El Coordinador Nacional del Movimiento Barrios de Pie fue entrevistado por LaNoticiaWeb en el marco de la inauguración del Encuentro Nacional del espacio que lidera realizado en la UNSAM. Destacó la confluencia de diversos sectores en el análisis y solución a los conflictos de la actualidad. Además, calificó como un “error” del gobierno cuestionar las consecuencias de las medidas que toman y no hacer autocrítica.
Daniel Menéndez, Coordinador Nacional del Movimiento Barrios de Pie, fue entrevistado por LaNoticiaWeb en el marco de la inauguración del Encuentro Nacional del espacio que lidera realizado en la UNSAM. Destacó la confluencia de diversos sectores en el análisis y solución a los conflictos de la actualidad. Además, calificó como un “error” del gobierno cuestionar las consecuencias de las medidas que toman y no hacer autocrítica.
¿Con qué expectativas convocaron a este encuentro nacional?
Tenemos una preocupación, que gira nuestro accionar cotidiano, que tiene que ver con la pobreza estructural, la pobreza que se incrementó en los últimos meses, la falta de trabajo; en ese sentido entendemos que es un problema que excede a nuestra organización. Hay muchos sectores por fuera de nuestro movimiento social que les preocupan los mismos planteos que nosotros nos hacemos, que nos articulamos en las propuestas y en los cuestionamientos a este modelo y a las consecuencias sociales que está teniendo las políticas económicas. Es por eso que hoy, en el marco de este encuentro nacional, tenemos planteado una mirada plural. Nos acompañó el rector de la universidad y el intendente de San Martín. Estamos en un panel junto a Jorge Taiana y Aldo Pignanelli. Distintas miradas. Cerramos con una idea de concertación vinculada con la pastoral social, la UIA, la Federación Agraria, y sus representantes, y sectores del movimiento obrero como la CGT, Facundo Moyano, la CTA y los movimientos populares con Juan Grabois. Básicamente buscar desde la pluralidad y la mirada posible para dar respuesta a esta situación.

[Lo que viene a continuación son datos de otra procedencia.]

/*
    Curation: multi-annotator annotation diff and agreement classification

        Licensed under the GNU General Public License v3
*/

//! ## Introduction
//!
//! This library supports *curation*: reconciling annotations that multiple annotators produced
//! independently over the same document into a single agreed annotation set. Given N annotated
//! versions of one document it
//!
//! * determines, position by position, whether annotators agree, disagree or are incomplete;
//! * produces, per annotator, the exact set of annotation records that differ from consensus;
//! * groups equivalent records across annotators into selectable options a curator can choose between.
//!
//! It does not merge anything automatically, and does not persist curator decisions.
//!
//! **Model**
//! * [`TypeSystem`] with [`AnnotationType`]s, each declaring [`Field`]s of a [`FieldKind`]
//! * [`AnnotatorVersion`] - one annotator's snapshot, holding [`AnnotationRecord`]s, addressed by [`RecordHandle`]
//! * [`VersionSet`] - the versions that take part in a diff
//!
//! **Computation**
//! * [`compare()`] - structural comparison of two records, yields an [`EqualityVerdict`]
//! * [`DiffEngine`] / [`compute_diff()`] - produces a [`DiffResult`] with [`Position`]s
//! * [`Classifier`] / [`classify()`] - derives an [`AnnotationState`] for presentation
//! * [`build_options()`] - builds [`AnnotationOption`]s with [`AnnotationSelection`]s
//!
//! The engine is synchronous and read-only: it borrows the versions for the duration of a call and never mutates them.

mod agreement;
mod annotationtype;
mod compare;
mod config;
mod diff;
mod error;
mod fieldvalue;
mod json;
mod option;
mod record;
mod store;
mod types;
mod version;

// Our internal crate structure is not very relevant to the outside world,
// expose all structs and traits in the root namespace, and be explicit about it:

pub use agreement::{classify, AnnotationState, Classifier, CuratorDecision};
pub use annotationtype::{AnnotationType, AnnotationTypeHandle, Field, FieldKind, TypeSystem};
pub use compare::{compare, EqualityVerdict};
pub use config::{Config, Configurable};
pub use diff::{compute_diff, Candidate, DiffEngine, DiffResult, Position, SpanGroups};
pub use error::{CurationError, CurationResult};
pub use fieldvalue::FieldValue;
pub use json::ToJson;
pub use option::{build_options, AnnotationOption, AnnotationSelection, OptionHandle};
pub use record::{AnnotationRecord, AnnotationRecordBuilder, RecordHandle};
pub use store::{IdMap, ResultItem, Storable, Store, StoreFor, StoreIter};
pub use types::{Handle, Span};
pub use version::{AnnotatorVersion, VersionSet};

mod tests;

Katopodis hizo una especie de invitación para conformar una herramienta electoral donde convivan todos los que están del mismo lado. Pignanelli desde el massismo y Jorge Taiana, del Movimiento Evita, también…
Hay un sector importante de los movimientos sociales y sectores políticos que entiende que hay enfrente un modelo de país que está muy invertebrado y que hoy, más allá de los matices, tienen muchas coincidencias y que es necesario articular. También somos conscientes de que hay distintos caminos en las elecciones, pero lo que nos une y gusta también es atar esos puntos de coincidencias, incluso más allá de los electoral. Se van articulando miradas comunes que luego, naturalmente, van a emerger en una herramienta política.
Estas elecciones ya están muy encima, pero la herramienta puede ir construyéndose en los daños que restan, para pelear por el poder real, en 2019, ¿no?
Siempre vimos que la instancia electoral es donde se puede aglutinar y vertebrar una opción de salida. El tema es dar pasos previos. Entendemos que la emergencia social y su articulación fue un camino; que las instancias unificadoras de la CGT y la CTA, como los distintos espacios que se van a articulando en la pelea social, también. Son puentes que se construyen para luego consolidar una mirada en común de cara a un modelo de país que pueda sintetizarse.
¿Cómo interpretas el discurso que hoy predomina y estigmatiza a los movimientos sociales y los reclamos?
Es un error desde los sectores del gobierno cuando intentan cuestionar las consecuencias de las medidas que se toman y no miran autocríticamente las consecuencias que generan las políticas económicas. Hay una mirada facilista de criminalizar la protesta porque es mucho más complejo entender que el modelo concentrador de país tiene muchos cuestionamientos y que para que sea viable tienen que optar por cercenar una serie de libertades y cuando no, avanzar con un esquema represivo. El problema que tienen de fondo es que la sociedad, más allá de algunos cuestionamiento a la necesidad de circular y la crispación que genera cuando se concentran muchos reclamos, tampoco avala una salida represiva y, entonces, a nadie le cabe que haya policía y la ciudad esté militarizada, y que haya palos para quienes reclaman. Ahí hay un problema que los va a forzar a encontrar un esquema de diálogo y salida de esa mirada, aspiramos a que ese sea el camino.